Azulath opened this issue · comments

Now that we can set an arbitrary render resolution for a given target resolution I was wondering what contributes most to the final image quality.

So, assume two equally sized screens with one running at 1440p while the other runs at 2160. If someone would use DLSSTweaks and set both render resolutions to 960p would the image on both screen have the same quality due to the same render resolution? Would it look better on 2160p since it has a higher target resolution? Or would it look better on 1440p since the DLSS algorithm has to extrapolate less pixels?

commented

It will look better at higher resolution as it can populate more upscaled pixels, so you get more clarity and less aliasing. Just like if you were compering native 1440p and 2160p. Which is why 1080p -> 2160p works well with DLSS. But keep in mind you will always get better image when upscaling higher base resolution. It's also worth mentioning that DLSS doesn't care about aspect ratios as it smartly masks/filters them out during the upscaling process, so you can use custom scales like 0.8 or 0.9 just fine if you desire much higher quality (nice for low target resolution like 1080p).

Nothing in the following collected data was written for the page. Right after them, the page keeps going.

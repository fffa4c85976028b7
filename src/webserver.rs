use std::time::Instant;

use axum::extract::State;
use axum::routing::get;
use axum::Router;

/* Doubles as a liveness probe: as long as this answers, the process is up. */
async fn url_uptime(State(start_time): State<Instant>) -> String {
    let uptime = start_time.elapsed().as_secs();

    format!(
        "Uptime: {}h {}m {}s",
        uptime / 3600,
        (uptime % 3600) / 60,
        uptime % 60
    )
}

pub fn create_app() -> Router {
    Router::new()
        .route("/", get(url_uptime))
        .with_state(Instant::now())
}
use std::sync::atomic::Ordering;
use std::sync::{atomic::AtomicBool, Arc};

use serenity::all::Context;
use tokio::sync::RwLock;

use crate::hoyo::Hoyo;
use crate::mentions::CommandMentions;
use crate::scheduler::Scheduler;

mod discord;
mod hoyo;
mod scheduler;

struct BotStorage {
    startup: AtomicBool,
    hoyo: Hoyo,
    discord: Option<Context>,
    scheduler: Option<Arc<Scheduler>>,
    mentions: Option<CommandMentions>,
}

pub struct BotState(Arc<RwLock<BotStorage>>);

impl Clone for BotState {
    fn clone(&self) -> Self {
        BotState(self.0.clone())
    }
}

impl BotState {
    pub fn new() -> Self {
        BotState(Arc::new(RwLock::new(BotStorage {
            startup: AtomicBool::new(true),
            hoyo: Hoyo::new(),
            discord: None,
            scheduler: None,
            mentions: None,
        })))
    }

    pub async fn set_discord(&self, ctx: Context) {
        let mut this = self.0.write().await;

        this.discord = Some(ctx);
    }

    pub async fn set_scheduler(&self, scheduler: Arc<Scheduler>) {
        let mut this = self.0.write().await;

        this.scheduler = Some(scheduler);
    }

    /* The command-mention table is built once from the registration
     * response at startup and never written again. */
    pub async fn set_mentions(&self, mentions: CommandMentions) {
        let mut this = self.0.write().await;

        this.mentions = Some(mentions);
    }

    pub async fn command_mention(&self, name: &str) -> String {
        let this = self.0.read().await;

        match &this.mentions {
            Some(mentions) => mentions.mention(name),
            None => format!("`/{}`", name),
        }
    }

    pub async fn set_if_startup(&self) -> bool {
        let this = self.0.read().await;

        if !this.startup.load(Ordering::Relaxed) {
            return false;
        }
        this.startup.swap(false, Ordering::Relaxed);

        true
    }
}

@PweSol are you sure? I have heard an entirely different statement from someone else, claiming that the image will degrade in relation to the number of pixels it needs to guess. Have you tested this yourself or do you know of any article/video where this is analysed?

commented

@PweSol are you sure? I have heard an entirely different statement from someone else, claiming that the image will degrade in relation to the number of pixels it needs to guess. Have you tested this yourself or do you know of any article/video where this is analysed?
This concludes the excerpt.